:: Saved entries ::
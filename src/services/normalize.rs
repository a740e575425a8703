//! Card name normalization and decklist text parsing
//!
//! Every card name that enters the engine (corpus, metadata keys, user
//! decklists, exclusion lists) goes through [`normalize_card_name`], so two
//! spellings that differ only in case, diacritics or punctuation resolve to
//! the same identifier.

use unicode_normalization::{char::is_combining_mark, UnicodeNormalization};

/// Characters removed outright instead of becoming word separators
const ELIDED: [char; 5] = ['\'', '\u{2019}', '`', '.', '"'];

/// Normalizes a raw card name into its identifier form.
///
/// - NFKD decomposition, lowercased, with combining marks removed
/// - apostrophes and periods dropped, other punctuation treated as a separator
/// - whitespace collapsed to single spaces
pub fn normalize_card_name(raw: &str) -> String {
    let folded: String = raw
        .nfkd()
        .flat_map(char::to_lowercase)
        .nfkd()
        .filter(|c| !is_combining_mark(*c))
        .filter(|c| !ELIDED.contains(c))
        .map(|c| if c.is_alphanumeric() { c } else { ' ' })
        .collect();

    folded.split_whitespace().collect::<Vec<_>>().join(" ")
}

/// Returns true for quantity tokens such as `1`, `4x` or `x2`
fn is_quantity(token: &str) -> bool {
    let digits = token
        .strip_suffix(['x', 'X'])
        .or_else(|| token.strip_prefix(['x', 'X']))
        .unwrap_or(token);
    !digits.is_empty() && digits.chars().all(|c| c.is_ascii_digit())
}

/// Splits decklist text into raw card names.
///
/// Each non-empty line is one entry; a leading quantity token is dropped.
pub fn parse_decklist_text(text: &str) -> Vec<String> {
    text.lines()
        .map(str::trim)
        .filter(|line| !line.is_empty())
        .map(|line| {
            let mut tokens = line.split_whitespace();
            match tokens.next() {
                Some(first) if is_quantity(first) => tokens.collect::<Vec<_>>().join(" "),
                _ => line.split_whitespace().collect::<Vec<_>>().join(" "),
            }
        })
        .filter(|name| !name.is_empty())
        .collect()
}
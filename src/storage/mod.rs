pub mod metadata;
pub mod snapshot;

pub use metadata::{MetadataStore, ScryfallCard, LAND_IDENTITY_FIXES};
pub use snapshot::{load_snapshot, JsonFileSource, Snapshot, SnapshotSource};
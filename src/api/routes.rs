use axum::{
    middleware,
    routing::{get, post},
    Router,
};
use tower::ServiceBuilder;
use tower_http::{cors::CorsLayer, trace::TraceLayer};

use super::handlers;
use super::AppState;
use crate::middleware::{make_span_with_request_id, request_id_middleware};

/// Creates the main API router with all routes
pub fn create_router(state: AppState) -> Router {
    Router::new()
        .route("/health", get(handlers::health_check))
        .nest("/api/v1", api_routes())
        .layer(
            ServiceBuilder::new()
                .layer(middleware::from_fn(request_id_middleware))
                .layer(TraceLayer::new_for_http().make_span_with(make_span_with_request_id))
                .layer(CorsLayer::permissive()),
        )
        .with_state(state)
}

/// API routes under /api/v1
fn api_routes() -> Router<AppState> {
    Router::new()
        // Deck scoring
        .route("/recommend", post(handlers::recommend))
        .route("/compare", post(handlers::compare))
        .route("/generality", post(handlers::generality))
        // Corpus inspection
        .route("/corpus/summary", get(handlers::corpus_summary))
        .route("/decks/similarity", get(handlers::deck_similarity))
}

:: What to work on ::
Word for word, repeat the records above.

:: Response to the exercise ::
filename src/services/normalize.rs
repository a740e575425a8703
//! Card name normalization and decklist text parsing
//!
//! Every card name that enters the engine (corpus, metadata keys, user
//! decklists, exclusion lists) goes through [`normalize_card_name`], so two
//! spellings that differ only in case, diacritics or punctuation resolve to
//! the same identifier.

use unicode_normalization::{char::is_combining_mark, UnicodeNormalization};

/// Characters removed outright instead of becoming word separators
const ELIDED: [char; 5] = ['\'', '\u{2019}', '`', '.', '"'];

/// Normalizes a raw card name into its identifier form.
///
/// - NFKD decomposition, lowercased, with combining marks removed
/// - apostrophes and periods dropped, other punctuation treated as a separator
/// - whitespace collapsed to single spaces
pub fn normalize_card_name(raw: &str) -> String {
    let folded: String = raw
        .nfkd()
        .flat_map(char::to_lowercase)
        .nfkd()
        .filter(|c| !is_combining_mark(*c))
        .filter(|c| !ELIDED.contains(c))
        .map(|c| if c.is_alphanumeric() { c } else { ' ' })
        .collect();

    folded.split_whitespace().collect::<Vec<_>>().join(" ")
}

/// Returns true for quantity tokens such as `1`, `4x` or `x2`
fn is_quantity(token: &str) -> bool {
    let digits = token
        .strip_suffix(['x', 'X'])
        .or_else(|| token.strip_prefix(['x', 'X']))
        .unwrap_or(token);
    !digits.is_empty() && digits.chars().all(|c| c.is_ascii_digit())
}

/// Splits decklist text into raw card names.
///
/// Each non-empty line is one entry; a leading quantity token is dropped.
pub fn parse_decklist_text(text: &str) -> Vec<String> {
    text.lines()
        .map(str::trim)
        .filter(|line| !line.is_empty())
        .map(|line| {
            let mut tokens = line.split_whitespace();
            match tokens.next() {
                Some(first) if is_quantity(first) => tokens.collect::<Vec<_>>().join(" "),
                _ => line.split_whitespace().collect::<Vec<_>>().join(" "),
            }
        })
        .filter(|name| !name.is_empty())
        .collect()
}
filename src/storage/mod.rs
pub mod metadata;
pub mod snapshot;

pub use metadata::{MetadataStore, ScryfallCard, LAND_IDENTITY_FIXES};
pub use snapshot::{load_snapshot, JsonFileSource, Snapshot, SnapshotSource};
filename src/api/routes.rs
use axum::{
    middleware,
    routing::{get, post},
    Router,
};
use tower::ServiceBuilder;
use tower_http::{cors::CorsLayer, trace::TraceLayer};

use super::handlers;
use super::AppState;
use crate::middleware::{make_span_with_request_id, request_id_middleware};

/// Creates the main API router with all routes
pub fn create_router(state: AppState) -> Router {
    Router::new()
        .route("/health", get(handlers::health_check))
        .nest("/api/v1", api_routes())
        .layer(
            ServiceBuilder::new()
                .layer(middleware::from_fn(request_id_middleware))
                .layer(TraceLayer::new_for_http().make_span_with(make_span_with_request_id))
                .layer(CorsLayer::permissive()),
        )
        .with_state(state)
}

/// API routes under /api/v1
fn api_routes() -> Router<AppState> {
    Router::new()
        // Deck scoring
        .route("/recommend", post(handlers::recommend))
        .route("/compare", post(handlers::compare))
        .route("/generality", post(handlers::generality))
        // Corpus inspection
        .route("/corpus/summary", get(handlers::corpus_summary))
        .route("/decks/similarity", get(handlers::deck_similarity))
}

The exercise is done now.